Placentation depends on the invasion of maternal tissue by cytotrophoblasts. The HLA-G is a molecule expressed by extravillous trophoblast cells, and may protect these cells from the maternal immune response. Yie et al. have postulated that the reduced expression of this gene could play a role in preeclampsia.²⁰ The HLA-G is found in the placenta and circulation and is almost exclusively produced by trophoblasts. It was consistently lower in the first and second trimester in those women who developed preeclampsia versus matched controls. No statistical difference was seen in third trimester levels, although an earlier study by this group²⁰ did demonstrate a difference. Finding a marked difference early in pregnancy supports the concept that it is an early defect in placental implantation that leads to the later maternal manifestation of preeclampsia. Moreover, it is not known whether this reduced expression of the HLA-G gene is the cause, because it protects trophoblasts from the maternal immune response, or another marker, but it may have predictive value.

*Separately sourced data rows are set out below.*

// crates/campus-care-server/src/llm/factory.rs
// Build the configured completion client

use crate::config::{CareConfig, LlmSettings};
use crate::llm::client::OpenAiCompatClient;
use crate::llm::disabled::DisabledClient;
use crate::llm::provider::LlmClient;
use std::sync::Arc;
use std::time::Duration;
use tracing::{info, warn};

/// Create the chat client. Priority for provider and model: config file,
/// then environment, then provider defaults. The key always belongs to the
/// chosen provider. Without one the disabled client is returned so the
/// server still starts.
pub fn build_client(settings: &LlmSettings, file: &CareConfig) -> Arc<dyn LlmClient> {
    if settings.disabled {
        info!("LLM disabled by configuration");
        return Arc::new(DisabledClient::new("disabled by CAMPUS_CARE_DISABLE_LLM"));
    }

    let provider = file.provider().unwrap_or_else(|| settings.provider_or_default());

    let Some(api_key) = settings.key_for(provider) else {
        let vars = provider.api_key_env_vars().join(" or ");
        warn!(provider = %provider, "No API key configured ({}), chat replies will use the fallback message", vars);
        return Arc::new(DisabledClient::new(format!("no API key for {}", provider)));
    };

    let mut client = OpenAiCompatClient::new(provider, api_key)
        .with_sampling(settings.max_tokens, settings.temperature)
        .with_timeout(Duration::from_secs(settings.timeout_secs.max(1)));

    if let Some(model) = file.llm.model.as_ref().or(settings.model.as_ref()) {
        client = client.with_model(model.clone());
    }
    if let Some(ref base_url) = settings.base_url {
        client = client.with_base_url(base_url.clone());
    }

    info!(
        provider = %provider,
        model = %client.model_name(),
        endpoint = %client.endpoint(),
        "LLM client initialized"
    );
    Arc::new(client)
}

#[cfg(test)]
mod tests {
    use super::*;
    use crate::llm::Provider;

    #[test]
    fn test_no_key_yields_disabled_client() {
        let client = build_client(&LlmSettings::default(), &CareConfig::default());
        assert!(client.provider_type().is_none());
    }

    #[test]
    fn test_disabled_flag_wins_over_key() {
        let settings = LlmSettings {
            api_key: Some("k".into()),
            disabled: true,
            ..Default::default()
        };
        let client = build_client(&settings, &CareConfig::default());
        assert_eq!(client.model_name(), "disabled");
    }

    #[test]
    fn test_env_provider_and_model() {
        let settings = LlmSettings {
            provider: Some(Provider::DeepSeek),
            api_key: Some("k".into()),
            model: Some("deepseek-v3".into()),
            ..Default::default()
        };
        let client = build_client(&settings, &CareConfig::default());
        assert_eq!(client.provider_type(), Some(Provider::DeepSeek));
        assert_eq!(client.model_name(), "deepseek-v3");
    }

    fn gemini_file() -> CareConfig {
        toml::from_str("[llm]\nprovider = \"gemini\"\nmodel = \"gemini-2.0-flash\"\n").unwrap()
    }

    #[test]
    fn test_file_provider_uses_its_own_key() {
        let settings = LlmSettings {
            provider: Some(Provider::OpenAi),
            api_key: Some("sk-openai".into()),
            provider_keys: vec![
                (Provider::OpenAi, "sk-openai".into()),
                (Provider::Gemini, "g-key".into()),
            ],
            model: Some("gpt-4o-mini".into()),
            ..Default::default()
        };
        let client = build_client(&settings, &gemini_file());
        assert_eq!(client.provider_type(), Some(Provider::Gemini));
        assert_eq!(client.model_name(), "gemini-2.0-flash");
    }

    #[test]
    fn test_file_provider_without_key_is_disabled() {
        let settings = LlmSettings {
            provider: Some(Provider::OpenAi),
            api_key: Some("sk-openai".into()),
            provider_keys: vec![(Provider::OpenAi, "sk-openai".into())],
            ..Default::default()
        };
        let client = build_client(&settings, &gemini_file());
        assert!(client.provider_type().is_none());
        assert_eq!(client.model_name(), "disabled");
    }
}
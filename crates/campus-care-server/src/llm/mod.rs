// crates/campus-care-server/src/llm/mod.rs
// Chat-completion provider clients (OpenAI-compatible endpoints)

mod client;
mod disabled;
mod factory;
mod http_client;
mod openai_compat;
mod provider;
mod types;

pub use client::OpenAiCompatClient;
pub use disabled::DisabledClient;
pub use factory::build_client;
pub use http_client::LlmHttpClient;
pub use provider::{LlmClient, Provider};
pub use types::{ChatResult, Message, Usage};
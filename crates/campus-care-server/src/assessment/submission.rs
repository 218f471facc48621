// crates/campus-care-server/src/assessment/submission.rs
// Single-flight submission guard and the progress sink seam

use async_trait::async_trait;
use campus_care_types::{AssessmentResponse, Instrument, SeverityResult};
use chrono::{DateTime, Utc};
use serde::{Deserialize, Serialize};
use std::collections::{HashSet, VecDeque};
use std::sync::{Arc, Mutex, MutexGuard};
use tracing::{debug, info, instrument, warn};
use uuid::Uuid;

use super::scoring::score;
use crate::error::{CareError, Result};

type SubmissionKey = (String, Instrument);

/// At most one in-flight submission per (student, instrument).
#[derive(Debug, Clone, Default)]
pub struct SubmissionGuard {
    in_flight: Arc<Mutex<HashSet<SubmissionKey>>>,
}

impl SubmissionGuard {
    pub fn new() -> Self {
        Self::default()
    }

    /// Claim the key, or fail with `SubmissionInFlight` if it is already held.
    /// The claim is released when the returned permit is dropped.
    pub fn try_acquire(&self, student_id: &str, instrument: Instrument) -> Result<SubmissionPermit> {
        let key = (student_id.to_string(), instrument);
        if !self.lock().insert(key.clone()) {
            debug!(student_id = %student_id, instrument = %instrument, "Submission already in flight");
            return Err(CareError::SubmissionInFlight);
        }
        Ok(SubmissionPermit {
            in_flight: Arc::clone(&self.in_flight),
            key,
        })
    }

    pub fn is_in_flight(&self, student_id: &str, instrument: Instrument) -> bool {
        self.lock().contains(&(student_id.to_string(), instrument))
    }

    fn lock(&self) -> MutexGuard<'_, HashSet<SubmissionKey>> {
        // The set is always left consistent, so a poisoned lock is still usable
        self.in_flight.lock().unwrap_or_else(|e| e.into_inner())
    }
}

/// RAII claim on a submission key
#[derive(Debug)]
pub struct SubmissionPermit {
    in_flight: Arc<Mutex<HashSet<SubmissionKey>>>,
    key: SubmissionKey,
}

impl Drop for SubmissionPermit {
    fn drop(&mut self) {
        let mut set = self.in_flight.lock().unwrap_or_else(|e| e.into_inner());
        set.remove(&self.key);
    }
}

// ═══════════════════════════════════════
// PROGRESS SINK
// ═══════════════════════════════════════

/// A scored submission handed to persistence
#[derive(Debug, Clone, Serialize, Deserialize)]
pub struct ProgressRecord {
    pub id: String,
    pub student_id: String,
    pub instrument: Instrument,
    pub responses: AssessmentResponse,
    pub result: SeverityResult,
    pub submitted_at: DateTime<Utc>,
}

/// Where scored submissions go. The production implementation lives with the
/// document store; `InMemoryProgress` serves local runs and tests.
#[async_trait]
pub trait ProgressSink: Send + Sync {
    async fn record(&self, record: ProgressRecord) -> Result<()>;
}

/// Default bound on records kept by `InMemoryProgress`
pub const DEFAULT_PROGRESS_CAPACITY: usize = 10_000;

/// Non-persistent sink. Keeps the most recent `capacity` records and drops
/// the oldest beyond that.
#[derive(Debug)]
pub struct InMemoryProgress {
    records: Mutex<VecDeque<ProgressRecord>>,
    capacity: usize,
}

impl Default for InMemoryProgress {
    fn default() -> Self {
        Self::with_capacity(DEFAULT_PROGRESS_CAPACITY)
    }
}

impl InMemoryProgress {
    pub fn new() -> Self {
        Self::default()
    }

    pub fn with_capacity(capacity: usize) -> Self {
        Self {
            records: Mutex::new(VecDeque::new()),
            capacity: capacity.max(1),
        }
    }

    pub fn capacity(&self) -> usize {
        self.capacity
    }

    /// Records for one student, oldest first
    pub fn records_for(&self, student_id: &str) -> Vec<ProgressRecord> {
        self.records
            .lock()
            .unwrap_or_else(|e| e.into_inner())
            .iter()
            .filter(|r| r.student_id == student_id)
            .cloned()
            .collect()
    }

    pub fn len(&self) -> usize {
        self.records.lock().unwrap_or_else(|e| e.into_inner()).len()
    }

    pub fn is_empty(&self) -> bool {
        self.len() == 0
    }
}

#[async_trait]
impl ProgressSink for InMemoryProgress {
    async fn record(&self, record: ProgressRecord) -> Result<()> {
        let mut records = self.records.lock().unwrap_or_else(|e| e.into_inner());
        if records.len() >= self.capacity {
            records.pop_front();
            debug!(capacity = self.capacity, "In-memory progress full, dropped oldest record");
        }
        records.push_back(record);
        Ok(())
    }
}

// ═══════════════════════════════════════
// SUBMISSION SERVICE
// ═══════════════════════════════════════

/// Scores a submission and records it, one in-flight write per key
#[derive(Clone)]
pub struct AssessmentService {
    guard: SubmissionGuard,
    sink: Arc<dyn ProgressSink>,
}

impl AssessmentService {
    pub fn new(sink: Arc<dyn ProgressSink>) -> Self {
        Self {
            guard: SubmissionGuard::new(),
            sink,
        }
    }

    pub fn guard(&self) -> &SubmissionGuard {
        &self.guard
    }

    #[instrument(skip(self, responses))]
    pub async fn submit(
        &self,
        student_id: &str,
        instrument: Instrument,
        responses: AssessmentResponse,
    ) -> Result<SeverityResult> {
        let student_id = student_id.trim();
        if student_id.is_empty() {
            return Err(CareError::InvalidInput("student_id is required".to_string()));
        }

        let _permit = self.guard.try_acquire(student_id, instrument)?;

        let result = score(&responses, instrument);
        let record = ProgressRecord {
            id: Uuid::new_v4().to_string(),
            student_id: student_id.to_string(),
            instrument,
            responses,
            result: result.clone(),
            submitted_at: Utc::now(),
        };
        let record_id = record.id.clone();

        if let Err(e) = self.sink.record(record).await {
            warn!(record_id = %record_id, error = %e, "Failed to record assessment");
            return Err(e);
        }

        info!(
            record_id = %record_id,
            total_score = result.total_score,
            tier = %result.tier,
            safety_alert = result.safety_alert,
            "Assessment recorded"
        );
        Ok(result)
    }
}

#[cfg(test)]
mod tests {
    use super::*;
    use campus_care_types::SeverityTier;
    use tokio::sync::Notify;

    // ========================================================================
    // Guard
    // ========================================================================

    #[test]
    fn test_second_acquire_fails_until_release() {
        let guard = SubmissionGuard::new();
        let permit = guard.try_acquire("s1", Instrument::Gad7).unwrap();
        assert!(guard.is_in_flight("s1", Instrument::Gad7));
        assert!(matches!(
            guard.try_acquire("s1", Instrument::Gad7),
            Err(CareError::SubmissionInFlight)
        ));

        drop(permit);
        assert!(!guard.is_in_flight("s1", Instrument::Gad7));
        assert!(guard.try_acquire("s1", Instrument::Gad7).is_ok());
    }

    #[test]
    fn test_distinct_keys_are_independent() {
        let guard = SubmissionGuard::new();
        let _a = guard.try_acquire("s1", Instrument::Gad7).unwrap();
        let _b = guard.try_acquire("s1", Instrument::Phq9).unwrap();
        let _c = guard.try_acquire("s2", Instrument::Gad7).unwrap();
    }

    #[test]
    fn test_clones_share_state() {
        let guard = SubmissionGuard::new();
        let other = guard.clone();
        let _p = guard.try_acquire("s1", Instrument::Who5).unwrap();
        assert!(other.try_acquire("s1", Instrument::Who5).is_err());
    }

    // ========================================================================
    // Service
    // ========================================================================

    #[tokio::test]
    async fn test_submit_records_result() {
        let sink = Arc::new(InMemoryProgress::new());
        let service = AssessmentService::new(sink.clone());
        let responses: AssessmentResponse = (1..=5).map(|id| (id, 5)).collect();

        let result = service.submit(" s1 ", Instrument::Who5, responses).await.unwrap();
        assert_eq!(result.tier, SeverityTier::Good);

        let records = sink.records_for("s1");
        assert_eq!(records.len(), 1);
        assert_eq!(records[0].result, result);
        assert!(!service.guard().is_in_flight("s1", Instrument::Who5));
    }

    #[tokio::test]
    async fn test_submit_requires_student_id() {
        let service = AssessmentService::new(Arc::new(InMemoryProgress::new()));
        let err = service
            .submit("  ", Instrument::Gad7, AssessmentResponse::new())
            .await
            .unwrap_err();
        assert!(matches!(err, CareError::InvalidInput(_)));
    }

    #[tokio::test]
    async fn test_in_memory_progress_drops_oldest_beyond_capacity() {
        let sink = Arc::new(InMemoryProgress::with_capacity(2));
        let service = AssessmentService::new(sink.clone());
        for student in ["a", "b", "c"] {
            service
                .submit(student, Instrument::Who5, AssessmentResponse::new())
                .await
                .unwrap();
        }
        assert_eq!(sink.len(), 2);
        assert!(sink.records_for("a").is_empty());
        assert_eq!(sink.records_for("c").len(), 1);
    }

    /// Sink that parks until released, to hold a submission in flight
    struct ParkedSink {
        entered: Notify,
        release: Notify,
    }

    #[async_trait]
    impl ProgressSink for ParkedSink {
        async fn record(&self, _record: ProgressRecord) -> Result<()> {
            self.entered.notify_one();
            self.release.notified().await;
            Ok(())
        }
    }

    #[tokio::test]
    async fn test_concurrent_duplicate_submission_rejected() {
        let sink = Arc::new(ParkedSink {
            entered: Notify::new(),
            release: Notify::new(),
        });
        let service = AssessmentService::new(sink.clone());

        let first = {
            let service = service.clone();
            tokio::spawn(async move {
                service
                    .submit("s1", Instrument::Phq9, AssessmentResponse::new())
                    .await
            })
        };
        sink.entered.notified().await;

        let second = service
            .submit("s1", Instrument::Phq9, AssessmentResponse::new())
            .await;
        assert!(matches!(second, Err(CareError::SubmissionInFlight)));

        sink.release.notify_one();
        assert!(first.await.unwrap().is_ok());
        assert!(!service.guard().is_in_flight("s1", Instrument::Phq9));
    }

    /// Sink that always fails
    struct FailingSink;

    #[async_trait]
    impl ProgressSink for FailingSink {
        async fn record(&self, _record: ProgressRecord) -> Result<()> {
            Err(CareError::Anyhow(anyhow::anyhow!("store unavailable")))
        }
    }

    #[tokio::test]
    async fn test_failed_write_releases_key() {
        let service = AssessmentService::new(Arc::new(FailingSink));
        let err = service
            .submit("s1", Instrument::Gad7, AssessmentResponse::new())
            .await;
        assert!(err.is_err());
        assert!(!service.guard().is_in_flight("s1", Instrument::Gad7));
    }
}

The cytokine TNF-α and its variants have been studied in many disease states. It is released by macrophages and mast cells, and is a potent immune modulator responsible for lymphocyte and interleukin activation. Schipper et al. focused their attention on TNF in their study of high-risk women.²¹ In their cohort study, TNF levels were monitored throughout pregnancy in 68 women with a history of severe preeclampsia, intrauterine growth retardation, or hypertension. The levels rose throughout pregnancy, but no significant differences were noted between normotensive, hypertensive, or preeclamptic women in any trimester. This is in contrast to several studies that found increased TNF and TNF-receptor (TNF-r) levels in the third trimester in preeclamptic women. In the Schipper study, TNF-r levels were higher in the second trimester in women with both preeclampsia and intrauterine growth retardation, but not in women affected by preeclampsia without fetal growth restriction. TNF-r was also high in women with severe preeclampsia. These varied outcomes may be the result of a small sample size, or more likely that there are many mechanisms and influences at work in preeclampsia.